_Task prompt_: Where does the string "exists" occur in the records below? Copy every line that holds it.

[Listed entries — start]

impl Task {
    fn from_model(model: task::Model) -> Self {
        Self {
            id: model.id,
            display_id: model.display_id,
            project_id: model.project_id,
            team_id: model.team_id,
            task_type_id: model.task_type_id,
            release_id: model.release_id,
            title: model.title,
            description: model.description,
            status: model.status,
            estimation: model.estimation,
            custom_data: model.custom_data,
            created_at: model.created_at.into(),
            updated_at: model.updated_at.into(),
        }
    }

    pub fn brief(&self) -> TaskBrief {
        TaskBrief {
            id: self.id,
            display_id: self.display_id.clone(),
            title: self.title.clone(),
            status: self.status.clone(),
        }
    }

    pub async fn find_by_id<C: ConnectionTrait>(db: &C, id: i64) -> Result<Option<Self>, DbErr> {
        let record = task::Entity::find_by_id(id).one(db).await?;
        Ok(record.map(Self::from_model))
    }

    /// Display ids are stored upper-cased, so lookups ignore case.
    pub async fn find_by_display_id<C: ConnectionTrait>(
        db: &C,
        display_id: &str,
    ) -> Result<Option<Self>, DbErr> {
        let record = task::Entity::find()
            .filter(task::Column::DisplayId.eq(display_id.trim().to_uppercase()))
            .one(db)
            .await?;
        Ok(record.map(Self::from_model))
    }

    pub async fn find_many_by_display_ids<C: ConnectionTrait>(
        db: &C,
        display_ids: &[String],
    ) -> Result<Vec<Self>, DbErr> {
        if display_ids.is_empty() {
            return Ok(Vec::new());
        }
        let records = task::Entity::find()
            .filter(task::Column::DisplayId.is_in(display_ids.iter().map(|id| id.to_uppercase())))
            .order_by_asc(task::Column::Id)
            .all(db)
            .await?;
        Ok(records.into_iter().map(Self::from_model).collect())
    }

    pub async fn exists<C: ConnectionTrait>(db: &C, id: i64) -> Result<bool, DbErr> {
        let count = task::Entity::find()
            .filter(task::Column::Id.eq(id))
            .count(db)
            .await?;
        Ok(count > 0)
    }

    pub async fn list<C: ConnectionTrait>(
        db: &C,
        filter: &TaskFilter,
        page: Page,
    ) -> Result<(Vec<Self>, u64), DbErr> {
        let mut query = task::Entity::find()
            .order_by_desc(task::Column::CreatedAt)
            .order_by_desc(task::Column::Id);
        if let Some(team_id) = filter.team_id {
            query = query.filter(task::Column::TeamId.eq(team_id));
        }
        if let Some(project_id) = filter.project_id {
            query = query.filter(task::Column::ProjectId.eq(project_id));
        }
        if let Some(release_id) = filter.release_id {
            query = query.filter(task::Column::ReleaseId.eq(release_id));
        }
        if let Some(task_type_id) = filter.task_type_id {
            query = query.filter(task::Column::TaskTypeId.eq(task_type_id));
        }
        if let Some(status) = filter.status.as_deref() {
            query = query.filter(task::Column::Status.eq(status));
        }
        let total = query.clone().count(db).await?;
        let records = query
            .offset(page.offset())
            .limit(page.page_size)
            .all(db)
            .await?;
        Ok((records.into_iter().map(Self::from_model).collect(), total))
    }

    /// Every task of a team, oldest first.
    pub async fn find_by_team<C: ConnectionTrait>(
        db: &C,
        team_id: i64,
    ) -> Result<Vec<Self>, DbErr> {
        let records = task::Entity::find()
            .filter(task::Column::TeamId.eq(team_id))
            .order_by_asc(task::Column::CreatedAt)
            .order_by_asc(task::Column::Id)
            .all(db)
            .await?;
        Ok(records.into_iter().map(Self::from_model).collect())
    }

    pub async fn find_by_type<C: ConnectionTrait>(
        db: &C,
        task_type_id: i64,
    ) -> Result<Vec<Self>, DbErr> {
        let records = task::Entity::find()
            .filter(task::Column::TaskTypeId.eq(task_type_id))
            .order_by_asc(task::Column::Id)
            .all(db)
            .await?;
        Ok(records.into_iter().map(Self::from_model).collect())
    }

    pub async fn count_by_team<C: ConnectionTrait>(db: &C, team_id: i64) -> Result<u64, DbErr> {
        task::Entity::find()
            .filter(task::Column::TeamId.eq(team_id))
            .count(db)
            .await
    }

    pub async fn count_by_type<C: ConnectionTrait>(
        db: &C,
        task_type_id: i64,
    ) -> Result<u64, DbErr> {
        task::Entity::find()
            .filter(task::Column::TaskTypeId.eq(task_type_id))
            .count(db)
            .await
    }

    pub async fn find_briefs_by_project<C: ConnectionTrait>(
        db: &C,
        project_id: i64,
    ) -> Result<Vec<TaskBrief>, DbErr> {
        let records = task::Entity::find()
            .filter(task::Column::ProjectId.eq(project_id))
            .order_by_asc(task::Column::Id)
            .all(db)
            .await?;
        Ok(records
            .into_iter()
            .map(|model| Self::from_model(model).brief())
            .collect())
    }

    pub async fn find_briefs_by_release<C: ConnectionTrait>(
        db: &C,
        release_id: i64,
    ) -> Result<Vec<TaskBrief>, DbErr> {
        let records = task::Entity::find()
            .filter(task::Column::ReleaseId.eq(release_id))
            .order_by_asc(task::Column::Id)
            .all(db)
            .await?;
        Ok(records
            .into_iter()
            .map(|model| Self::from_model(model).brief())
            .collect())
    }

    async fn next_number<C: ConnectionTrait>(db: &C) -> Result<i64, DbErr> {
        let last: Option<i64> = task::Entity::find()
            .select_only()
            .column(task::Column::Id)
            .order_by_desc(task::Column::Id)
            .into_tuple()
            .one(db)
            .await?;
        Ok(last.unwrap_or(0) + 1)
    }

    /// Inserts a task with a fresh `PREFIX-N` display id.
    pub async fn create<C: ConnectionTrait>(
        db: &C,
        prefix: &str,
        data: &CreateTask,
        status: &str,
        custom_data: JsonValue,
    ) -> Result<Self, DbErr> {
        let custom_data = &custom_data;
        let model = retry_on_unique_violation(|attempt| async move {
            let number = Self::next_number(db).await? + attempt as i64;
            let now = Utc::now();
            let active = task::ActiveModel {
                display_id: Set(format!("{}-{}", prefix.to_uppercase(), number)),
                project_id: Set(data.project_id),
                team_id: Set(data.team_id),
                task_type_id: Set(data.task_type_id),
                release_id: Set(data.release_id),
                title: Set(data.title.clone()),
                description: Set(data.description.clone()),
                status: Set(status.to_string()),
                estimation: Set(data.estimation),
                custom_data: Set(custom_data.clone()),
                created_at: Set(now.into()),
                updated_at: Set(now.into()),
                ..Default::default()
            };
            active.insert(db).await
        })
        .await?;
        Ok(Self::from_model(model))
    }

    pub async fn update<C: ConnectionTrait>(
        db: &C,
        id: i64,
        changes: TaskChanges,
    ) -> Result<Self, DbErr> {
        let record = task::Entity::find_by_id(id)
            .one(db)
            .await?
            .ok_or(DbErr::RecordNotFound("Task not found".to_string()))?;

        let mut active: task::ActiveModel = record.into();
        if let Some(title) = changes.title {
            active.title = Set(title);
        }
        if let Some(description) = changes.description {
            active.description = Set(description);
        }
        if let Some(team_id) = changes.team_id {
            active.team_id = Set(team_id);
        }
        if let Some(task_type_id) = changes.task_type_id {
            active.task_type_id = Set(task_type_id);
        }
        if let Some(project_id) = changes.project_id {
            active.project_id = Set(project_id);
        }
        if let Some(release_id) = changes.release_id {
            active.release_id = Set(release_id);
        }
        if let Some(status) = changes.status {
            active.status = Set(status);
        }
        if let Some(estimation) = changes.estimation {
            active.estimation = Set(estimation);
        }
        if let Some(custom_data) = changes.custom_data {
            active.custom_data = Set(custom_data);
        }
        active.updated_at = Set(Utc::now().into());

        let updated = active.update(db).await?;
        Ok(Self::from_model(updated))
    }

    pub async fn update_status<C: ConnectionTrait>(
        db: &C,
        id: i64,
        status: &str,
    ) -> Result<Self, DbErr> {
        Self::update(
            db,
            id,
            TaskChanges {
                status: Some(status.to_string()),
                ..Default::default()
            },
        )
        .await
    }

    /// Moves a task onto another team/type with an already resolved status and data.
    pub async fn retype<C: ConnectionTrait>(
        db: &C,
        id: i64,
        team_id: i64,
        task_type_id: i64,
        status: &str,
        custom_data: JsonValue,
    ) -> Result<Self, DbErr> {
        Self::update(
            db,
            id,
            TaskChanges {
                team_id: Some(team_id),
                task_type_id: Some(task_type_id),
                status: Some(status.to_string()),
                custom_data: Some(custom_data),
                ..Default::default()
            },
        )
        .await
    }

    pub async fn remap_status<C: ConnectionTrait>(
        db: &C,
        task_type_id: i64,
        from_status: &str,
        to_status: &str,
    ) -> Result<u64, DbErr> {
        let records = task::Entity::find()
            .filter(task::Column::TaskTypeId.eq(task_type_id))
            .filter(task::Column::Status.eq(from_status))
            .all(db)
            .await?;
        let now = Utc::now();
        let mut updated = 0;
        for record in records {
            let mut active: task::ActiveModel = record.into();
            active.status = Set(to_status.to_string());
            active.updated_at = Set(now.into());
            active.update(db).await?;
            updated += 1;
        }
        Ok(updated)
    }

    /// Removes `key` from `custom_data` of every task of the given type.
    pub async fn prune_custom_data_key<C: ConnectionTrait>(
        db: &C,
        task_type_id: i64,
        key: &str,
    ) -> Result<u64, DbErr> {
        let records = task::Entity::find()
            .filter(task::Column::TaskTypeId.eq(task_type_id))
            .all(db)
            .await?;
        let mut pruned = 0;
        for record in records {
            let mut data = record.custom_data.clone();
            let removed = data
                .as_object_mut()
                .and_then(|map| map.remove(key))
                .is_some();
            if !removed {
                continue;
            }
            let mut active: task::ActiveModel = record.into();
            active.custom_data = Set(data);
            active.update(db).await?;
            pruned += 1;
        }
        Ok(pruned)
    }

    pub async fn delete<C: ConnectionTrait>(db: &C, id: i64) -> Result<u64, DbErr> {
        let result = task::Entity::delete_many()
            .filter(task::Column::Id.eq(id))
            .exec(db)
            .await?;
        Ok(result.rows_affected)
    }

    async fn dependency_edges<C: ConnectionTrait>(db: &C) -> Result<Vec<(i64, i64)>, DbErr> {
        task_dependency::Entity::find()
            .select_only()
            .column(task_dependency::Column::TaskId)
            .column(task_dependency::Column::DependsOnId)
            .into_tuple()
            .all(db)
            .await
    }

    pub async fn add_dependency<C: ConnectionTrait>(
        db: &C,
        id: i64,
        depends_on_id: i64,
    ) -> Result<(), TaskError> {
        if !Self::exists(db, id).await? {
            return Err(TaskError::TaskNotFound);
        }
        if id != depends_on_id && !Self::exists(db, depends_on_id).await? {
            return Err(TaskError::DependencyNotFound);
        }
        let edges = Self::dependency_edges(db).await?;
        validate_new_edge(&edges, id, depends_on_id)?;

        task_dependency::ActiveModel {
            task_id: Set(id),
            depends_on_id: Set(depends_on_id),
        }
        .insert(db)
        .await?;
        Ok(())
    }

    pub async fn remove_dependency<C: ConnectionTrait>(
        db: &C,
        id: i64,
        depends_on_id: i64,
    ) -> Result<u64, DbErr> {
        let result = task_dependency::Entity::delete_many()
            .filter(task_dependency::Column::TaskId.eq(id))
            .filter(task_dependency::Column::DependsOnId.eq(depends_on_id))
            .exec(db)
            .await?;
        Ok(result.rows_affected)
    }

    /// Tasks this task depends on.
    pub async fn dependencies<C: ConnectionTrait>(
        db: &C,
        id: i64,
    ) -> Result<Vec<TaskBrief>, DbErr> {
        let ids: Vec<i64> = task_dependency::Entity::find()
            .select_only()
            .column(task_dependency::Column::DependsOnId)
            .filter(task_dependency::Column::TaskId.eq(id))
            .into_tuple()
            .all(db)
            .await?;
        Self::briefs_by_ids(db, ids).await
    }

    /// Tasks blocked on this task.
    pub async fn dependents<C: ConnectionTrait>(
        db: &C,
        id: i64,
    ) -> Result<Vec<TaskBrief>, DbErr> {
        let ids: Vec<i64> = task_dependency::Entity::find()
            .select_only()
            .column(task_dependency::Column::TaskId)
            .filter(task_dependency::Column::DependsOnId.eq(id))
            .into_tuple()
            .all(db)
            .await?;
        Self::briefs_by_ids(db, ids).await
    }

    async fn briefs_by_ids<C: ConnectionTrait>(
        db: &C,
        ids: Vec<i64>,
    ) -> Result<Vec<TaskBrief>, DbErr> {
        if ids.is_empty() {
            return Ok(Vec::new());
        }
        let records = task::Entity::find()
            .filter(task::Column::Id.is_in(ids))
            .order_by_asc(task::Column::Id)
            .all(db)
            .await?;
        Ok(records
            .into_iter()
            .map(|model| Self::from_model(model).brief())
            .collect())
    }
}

[Listed entries — finish]
[Listed entries — start]

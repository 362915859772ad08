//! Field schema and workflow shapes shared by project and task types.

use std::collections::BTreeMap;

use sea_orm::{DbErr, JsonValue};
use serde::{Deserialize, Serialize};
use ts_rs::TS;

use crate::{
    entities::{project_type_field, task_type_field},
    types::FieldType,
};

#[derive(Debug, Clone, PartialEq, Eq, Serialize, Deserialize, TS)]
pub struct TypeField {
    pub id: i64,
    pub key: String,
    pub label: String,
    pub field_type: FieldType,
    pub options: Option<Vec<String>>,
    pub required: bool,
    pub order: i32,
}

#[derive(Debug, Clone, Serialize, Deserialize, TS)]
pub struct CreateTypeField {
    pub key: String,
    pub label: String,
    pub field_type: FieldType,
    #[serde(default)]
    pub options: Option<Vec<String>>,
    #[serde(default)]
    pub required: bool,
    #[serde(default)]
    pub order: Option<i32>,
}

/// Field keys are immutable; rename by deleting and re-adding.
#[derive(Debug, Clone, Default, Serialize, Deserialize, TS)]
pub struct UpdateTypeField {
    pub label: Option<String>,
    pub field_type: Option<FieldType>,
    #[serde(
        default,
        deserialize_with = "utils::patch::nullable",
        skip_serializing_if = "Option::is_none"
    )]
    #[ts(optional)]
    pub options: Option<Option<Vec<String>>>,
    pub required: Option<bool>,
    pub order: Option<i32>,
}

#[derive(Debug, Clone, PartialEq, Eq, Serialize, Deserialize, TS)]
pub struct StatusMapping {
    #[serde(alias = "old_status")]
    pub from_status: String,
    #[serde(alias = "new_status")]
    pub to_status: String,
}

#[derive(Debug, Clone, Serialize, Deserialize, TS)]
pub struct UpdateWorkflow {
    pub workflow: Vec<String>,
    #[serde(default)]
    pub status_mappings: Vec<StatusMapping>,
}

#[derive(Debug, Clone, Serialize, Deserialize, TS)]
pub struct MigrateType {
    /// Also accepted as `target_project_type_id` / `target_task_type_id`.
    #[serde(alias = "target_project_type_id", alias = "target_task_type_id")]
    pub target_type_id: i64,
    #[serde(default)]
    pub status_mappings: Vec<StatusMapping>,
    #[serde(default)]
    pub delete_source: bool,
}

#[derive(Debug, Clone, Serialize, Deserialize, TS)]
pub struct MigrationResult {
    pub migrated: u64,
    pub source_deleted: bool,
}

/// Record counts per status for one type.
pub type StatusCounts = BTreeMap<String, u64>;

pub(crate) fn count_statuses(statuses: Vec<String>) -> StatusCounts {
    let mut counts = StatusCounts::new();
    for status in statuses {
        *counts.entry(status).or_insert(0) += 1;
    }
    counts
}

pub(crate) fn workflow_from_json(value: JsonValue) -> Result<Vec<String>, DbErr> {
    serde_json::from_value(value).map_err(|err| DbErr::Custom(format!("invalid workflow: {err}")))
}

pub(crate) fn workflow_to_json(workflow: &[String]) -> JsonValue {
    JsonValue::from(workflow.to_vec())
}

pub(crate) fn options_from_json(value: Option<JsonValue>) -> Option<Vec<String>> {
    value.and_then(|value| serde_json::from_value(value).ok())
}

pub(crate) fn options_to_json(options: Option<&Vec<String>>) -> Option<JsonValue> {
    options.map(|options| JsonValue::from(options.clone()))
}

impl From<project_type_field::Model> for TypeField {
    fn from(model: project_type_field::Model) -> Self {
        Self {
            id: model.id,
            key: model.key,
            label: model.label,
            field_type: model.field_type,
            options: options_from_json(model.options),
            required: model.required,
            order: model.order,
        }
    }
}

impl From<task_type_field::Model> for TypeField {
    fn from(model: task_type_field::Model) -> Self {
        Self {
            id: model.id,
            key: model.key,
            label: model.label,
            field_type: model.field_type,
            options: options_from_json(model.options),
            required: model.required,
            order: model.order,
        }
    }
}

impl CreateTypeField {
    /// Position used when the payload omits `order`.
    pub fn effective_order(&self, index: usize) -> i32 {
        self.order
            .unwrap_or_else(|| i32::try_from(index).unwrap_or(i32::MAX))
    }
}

[Listed entries — finish]

_Response box_:
    pub async fn exists<C: ConnectionTrait>(db: &C, id: i64) -> Result<bool, DbErr> {
        if !Self::exists(db, id).await? {
        if id != depends_on_id && !Self::exists(db, depends_on_id).await? {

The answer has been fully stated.